Operational Utilities: Setup, Diagnostics, and Pipeline Tracking

Overview

The ops_* functions are a set of lightweight utilities that sit outside the main analysis pipeline. They help you verify your environment before starting, explore data quality, and track how your cohort changes at each processing step.

Function Purpose
ops_setup() Check dx CLI, RAP authentication, and R package dependencies
ops_toy() Generate synthetic UKB-like data for development and testing
ops_na() Summarise missing values (NA and "") across all columns
ops_snapshot() Record pipeline checkpoints and track dataset changes

ops_setup() may query dx CLI and RAP authentication status as part of its health check. All other functions operate entirely locally: ops_toy() and ops_na() are read-only; ops_snapshot() and its companions track and optionally clean up columns; ops_withdraw() removes withdrawn participants in-place. None of them read from or write to RAP storage.

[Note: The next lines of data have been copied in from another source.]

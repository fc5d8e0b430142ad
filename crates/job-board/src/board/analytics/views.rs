use serde::Serialize;

use crate::board::domain::{ApplicationStatus, Organization, OrganizationId};

#[derive(Debug, Clone, Copy, Default, PartialEq, Eq, Serialize)]
pub struct StatusBreakdown {
    pub pending: usize,
    pub shortlisted: usize,
    pub rejected: usize,
}

impl StatusBreakdown {
    pub fn count(&self, status: ApplicationStatus) -> usize {
        match status {
            ApplicationStatus::Pending => self.pending,
            ApplicationStatus::Shortlisted => self.shortlisted,
            ApplicationStatus::Rejected => self.rejected,
        }
    }

    pub(crate) fn record(&mut self, status: ApplicationStatus) {
        match status {
            ApplicationStatus::Pending => self.pending += 1,
            ApplicationStatus::Shortlisted => self.shortlisted += 1,
            ApplicationStatus::Rejected => self.rejected += 1,
        }
    }

    pub fn total(&self) -> usize {
        self.pending + self.shortlisted + self.rejected
    }

    /// Chart-ready entries in the fixed pending/shortlisted/rejected order.
    pub fn entries(&self) -> Vec<StatusCount> {
        ApplicationStatus::ordered()
            .into_iter()
            .map(|status| StatusCount {
                status,
                name: status.label(),
                value: self.count(status),
            })
            .collect()
    }
}

#[derive(Debug, Clone, PartialEq, Eq, Serialize)]
pub struct StatusCount {
    pub status: ApplicationStatus,
    pub name: &'static str,
    pub value: usize,
}

#[derive(Debug, Clone, PartialEq, Eq, Serialize)]
pub struct DepartmentCount {
    pub department: String,
    pub count: usize,
}

#[derive(Debug, Clone, PartialEq, Eq, Serialize)]
pub struct MonthlyCount {
    /// Short month name and two-digit year, e.g. `Jan 24`.
    pub month: String,
    pub year: i32,
    pub month_number: u32,
    pub applications: usize,
}

/// An organization with the job and application volume derived from its postings.
#[derive(Debug, Clone, PartialEq, Eq, Serialize)]
pub struct OrganizationActivity {
    #[serde(flatten)]
    pub organization: Organization,
    pub jobs_count: usize,
    pub applications_count: usize,
}

#[derive(Debug, Clone, PartialEq, Eq, Serialize)]
pub struct TopOrganization {
    pub organization_id: OrganizationId,
    pub name: String,
    pub jobs: usize,
    pub applications: usize,
}

/// Platform-wide counts shown on the admin overview.
#[derive(Debug, Clone, Copy, Default, PartialEq, Eq, Serialize)]
pub struct PlatformTotals {
    pub total_organizations: usize,
    pub active_organizations: usize,
    pub total_applicants: usize,
    pub total_jobs: usize,
    pub active_jobs: usize,
    pub total_applications: usize,
}

/// Stat cards for an organization portal or the admin job dashboard.
#[derive(Debug, Clone, Copy, Default, PartialEq, Eq, Serialize)]
pub struct DashboardStats {
    pub active_jobs: usize,
    pub total_applications: usize,
    pub shortlisted_applications: usize,
    pub pending_applications: usize,
}

/// The four admin analytics charts.
#[derive(Debug, Clone, PartialEq, Eq, Serialize)]
pub struct AnalyticsReport {
    pub applications_by_status: Vec<StatusCount>,
    pub jobs_by_department: Vec<DepartmentCount>,
    pub applications_trend: Vec<MonthlyCount>,
    pub top_organizations: Vec<TopOrganization>,
}

/// Admin overview: platform totals plus the job dashboard cards.
#[derive(Debug, Clone, Copy, Default, PartialEq, Eq, Serialize)]
pub struct AdminOverview {
    pub totals: PlatformTotals,
    pub dashboard: DashboardStats,
}
use super::common::*;
use axum::body::Body;
use axum::extract::{Path, Query, State};
use axum::http::{header, HeaderMap, HeaderValue, Request, StatusCode};
use axum::Router;
use serde_json::{json, Value};
use std::collections::BTreeMap;
use tower::ServiceExt;

use crate::board::domain::ApplicationStatus;
use crate::board::identity::Actor;
use crate::board::memory::{MemoryIdentityProvider, MemoryResumeStorage, MemoryStore};
use crate::board::router::{
    bearer_token, board_router, public_job_handler, public_jobs_handler, StatusChangeRequest,
};

fn router(board: &Board) -> Router {
    board_router(board.service.clone())
}

fn request(method: &str, uri: &str, token: Option<&str>, body: Option<Value>) -> Request<Body> {
    let mut builder = Request::builder().method(method).uri(uri);
    if let Some(token) = token {
        builder = builder.header(header::AUTHORIZATION, format!("Bearer {token}"));
    }
    match body {
        Some(body) => builder
            .header(header::CONTENT_TYPE, "application/json")
            .body(Body::from(body.to_string()))
            .unwrap(),
        None => builder.body(Body::empty()).unwrap(),
    }
}

fn submission_payload(email: &str) -> Value {
    json!({
        "full_name": "Ada Lovelace",
        "email": email,
        "phone": "+44 20 7946 0000",
        "cover_letter": "Numbers are my thing.",
        "resume_url": "https://files.example.com/resumes/ada.pdf",
    })
}

#[tokio::test]
async fn public_jobs_handler_returns_a_page() {
    let board = seeded_board();

    let response = public_jobs_handler::<MemoryStore, MemoryIdentityProvider, MemoryResumeStorage>(
        State(board.service.clone()),
        Query(BTreeMap::from([("q".to_string(), "finance".to_string())])),
    )
    .await
    .expect("handler succeeds");

    assert_eq!(response.status(), StatusCode::OK);
    let payload = read_json_body(response).await;
    assert_eq!(payload["total"], 1);
    assert_eq!(payload["page"], 1);
    assert_eq!(payload["page_size"], 9);
    assert_eq!(payload["items"][0]["title"], "Finance Analyst");
}

#[tokio::test]
async fn public_job_handler_hides_inactive_jobs() {
    let board = seeded_board();

    let result = public_job_handler::<MemoryStore, MemoryIdentityProvider, MemoryResumeStorage>(
        State(board.service.clone()),
        Path(board.inactive_job.0.clone()),
    )
    .await;

    let error = result.expect_err("inactive job is hidden");
    assert_eq!(error.status_code(), StatusCode::NOT_FOUND);
}

#[tokio::test]
async fn unknown_sort_key_is_unprocessable() {
    let board = seeded_board();

    let response = router(&board)
        .oneshot(request("GET", "/api/v1/jobs?sort=salary-desc", None, None))
        .await
        .expect("route executes");

    assert_eq!(response.status(), StatusCode::UNPROCESSABLE_ENTITY);
    let payload = read_json_body(response).await;
    assert!(payload["error"]
        .as_str()
        .is_some_and(|message| message.contains("salary-desc")));
}

#[tokio::test]
async fn zero_page_size_is_unprocessable() {
    let board = seeded_board();

    let response = router(&board)
        .oneshot(request("GET", "/api/v1/jobs?page_size=0", None, None))
        .await
        .expect("route executes");

    assert_eq!(response.status(), StatusCode::UNPROCESSABLE_ENTITY);
}

#[tokio::test]
async fn submit_route_creates_applications() {
    let board = seeded_board();
    let uri = format!("/api/v1/jobs/{}/applications", board.org_job);

    let response = router(&board)
        .oneshot(request(
            "POST",
            &uri,
            None,
            Some(submission_payload("ada@example.com")),
        ))
        .await
        .expect("route executes");

    assert_eq!(response.status(), StatusCode::CREATED);
    let payload = read_json_body(response).await;
    assert_eq!(payload["status"], "pending");
    assert_eq!(payload["job_id"], board.org_job.as_str());
    assert!(payload["user_id"].is_null());
}

#[tokio::test]
async fn submit_route_rejects_inactive_jobs_and_bad_input() {
    let board = seeded_board();

    let inactive = router(&board)
        .oneshot(request(
            "POST",
            &format!("/api/v1/jobs/{}/applications", board.inactive_job),
            None,
            Some(submission_payload("ada@example.com")),
        ))
        .await
        .expect("route executes");
    assert_eq!(inactive.status(), StatusCode::NOT_FOUND);

    let invalid = router(&board)
        .oneshot(request(
            "POST",
            &format!("/api/v1/jobs/{}/applications", board.org_job),
            None,
            Some(submission_payload("ada-at-example")),
        ))
        .await
        .expect("route executes");
    assert_eq!(invalid.status(), StatusCode::UNPROCESSABLE_ENTITY);
}

#[tokio::test]
async fn track_route_returns_applications_with_jobs() {
    let board = seeded_board();
    board
        .service
        .submit_application(
            &Actor::Anonymous,
            &board.org_job,
            submission("Ada Lovelace", "ada@example.com"),
        )
        .expect("submitted");

    let response = router(&board)
        .oneshot(request(
            "GET",
            "/api/v1/applications/track?email=ada@example.com",
            None,
            None,
        ))
        .await
        .expect("route executes");

    assert_eq!(response.status(), StatusCode::OK);
    let payload = read_json_body(response).await;
    assert_eq!(payload.as_array().map(Vec::len), Some(1));
    assert_eq!(payload[0]["job"]["title"], "Finance Analyst");
}

#[tokio::test]
async fn portal_routes_require_a_token() {
    let board = seeded_board();

    let anonymous = router(&board)
        .oneshot(request("GET", "/api/v1/organization/jobs", None, None))
        .await
        .expect("route executes");
    assert_eq!(anonymous.status(), StatusCode::UNAUTHORIZED);

    let applicant = router(&board)
        .oneshot(request(
            "GET",
            "/api/v1/organization/jobs",
            Some(&board.applicant_token),
            None,
        ))
        .await
        .expect("route executes");
    assert_eq!(applicant.status(), StatusCode::FORBIDDEN);

    let organization = router(&board)
        .oneshot(request(
            "GET",
            "/api/v1/organization/jobs",
            Some(&board.org_token),
            None,
        ))
        .await
        .expect("route executes");
    assert_eq!(organization.status(), StatusCode::OK);
    let payload = read_json_body(organization).await;
    assert_eq!(payload["total"], 2);
    assert!(payload["items"][0].get("applications_count").is_some());
}

#[tokio::test]
async fn other_organizations_cannot_toggle_jobs() {
    let board = seeded_board();
    let uri = format!("/api/v1/organization/jobs/{}/toggle", board.org_job);

    let intruder = router(&board)
        .oneshot(request("POST", &uri, Some(&board.other_org_token), None))
        .await
        .expect("route executes");
    assert_eq!(intruder.status(), StatusCode::FORBIDDEN);

    let owner = router(&board)
        .oneshot(request("POST", &uri, Some(&board.org_token), None))
        .await
        .expect("route executes");
    assert_eq!(owner.status(), StatusCode::OK);
    let payload = read_json_body(owner).await;
    assert_eq!(payload["status"], "inactive");
}

#[tokio::test]
async fn status_route_validates_the_target_state() {
    let board = seeded_board();
    let application = board
        .service
        .submit_application(
            &Actor::Anonymous,
            &board.org_job,
            submission("Ada Lovelace", "ada@example.com"),
        )
        .expect("submitted");
    let uri = format!("/api/v1/applications/{}/status", application.id);

    let unknown = router(&board)
        .oneshot(request(
            "PUT",
            &uri,
            Some(&board.org_token),
            Some(json!({ "status": "archived" })),
        ))
        .await
        .expect("route executes");
    assert_eq!(unknown.status(), StatusCode::UNPROCESSABLE_ENTITY);

    let shortlisted = router(&board)
        .oneshot(request(
            "PUT",
            &uri,
            Some(&board.org_token),
            Some(json!({ "status": "shortlisted" })),
        ))
        .await
        .expect("route executes");
    assert_eq!(shortlisted.status(), StatusCode::OK);

    let stored = board
        .service
        .track_applications("ada@example.com")
        .expect("tracked");
    assert_eq!(stored[0].application.status, ApplicationStatus::Shortlisted);
}

#[tokio::test]
async fn organization_signup_conflicts_on_duplicate_email() {
    let board = seeded_board();
    let payload = json!({
        "company_name": "Northwind Again",
        "contact_person": "Grace Hopper",
        "email": ORG_EMAIL,
        "password": PASSWORD,
        "confirm_password": PASSWORD,
    });

    let response = router(&board)
        .oneshot(request(
            "POST",
            "/api/v1/organizations/signup",
            None,
            Some(payload),
        ))
        .await
        .expect("route executes");

    assert_eq!(response.status(), StatusCode::CONFLICT);
}

#[tokio::test]
async fn login_routes_issue_and_revoke_sessions() {
    let board = seeded_board();

    let wrong = router(&board)
        .oneshot(request(
            "POST",
            "/api/v1/auth/login",
            None,
            Some(json!({ "email": APPLICANT_EMAIL, "password": "nope" })),
        ))
        .await
        .expect("route executes");
    assert_eq!(wrong.status(), StatusCode::UNAUTHORIZED);

    let login = router(&board)
        .oneshot(request(
            "POST",
            "/api/v1/auth/login",
            None,
            Some(json!({ "email": APPLICANT_EMAIL, "password": PASSWORD })),
        ))
        .await
        .expect("route executes");
    assert_eq!(login.status(), StatusCode::OK);
    let session = read_json_body(login).await;
    let token = session["access_token"]
        .as_str()
        .expect("token issued")
        .to_string();

    let mine = router(&board)
        .oneshot(request("GET", "/api/v1/me/applications", Some(&token), None))
        .await
        .expect("route executes");
    assert_eq!(mine.status(), StatusCode::OK);

    let logout = router(&board)
        .oneshot(request("POST", "/api/v1/auth/logout", Some(&token), None))
        .await
        .expect("route executes");
    assert_eq!(logout.status(), StatusCode::NO_CONTENT);

    let after = router(&board)
        .oneshot(request("GET", "/api/v1/me/applications", Some(&token), None))
        .await
        .expect("route executes");
    assert_eq!(after.status(), StatusCode::UNAUTHORIZED);
}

ops_setup() — Environment Health Check

Run ops_setup() once after installing ukbflow to confirm that all required components are in place before starting a real analysis.

library(ukbflow)

ops_setup()
#> ── ukbflow environment check ──────────────────────────────────────────────
#> ℹ ukbflow 0.1.0  |  R 4.4.1  |  2026-03-09
#> ── 1. dx-toolkit ──────────────────────────────────────────────────────────
#> ✔ dx: /usr/local/bin/dx  (dx-toolkit v0.375.0)
#> ── 2. RAP authentication ───────────────────────────────────────────────────
#> ✔ user: evan.zhou
#> ✔ project: project-GXk9...
#> ── 3. R packages ───────────────────────────────────────────────────────────
#> ✔ cli  3.6.3  [core]
#> ✔ data.table  1.15.4  [core]
#> ✔ survival  3.7.0  [assoc_coxph]
#> ✔ forestploter  1.1.1  [plot_forest]
#> ...
#> ───────────────────────────────────────────────────────────────────────────
#> ✔ 15 passed
#> ! 2 optional / warning

For programmatic use (e.g. inside scripts or CI), set verbose = FALSE and inspect the returned list:

result <- ops_setup(verbose = FALSE)
result$summary
#> $pass
#> [1] 15
#> $warn
#> [1] 2
#> $fail
#> [1] 0

# Gate the rest of your script on a clean environment
stopifnot(result$summary$fail == 0)

Individual checks can be disabled when only a subset is needed:

# Check R package dependencies only (skip dx and RAP auth)
ops_setup(check_dx = FALSE, check_auth = FALSE)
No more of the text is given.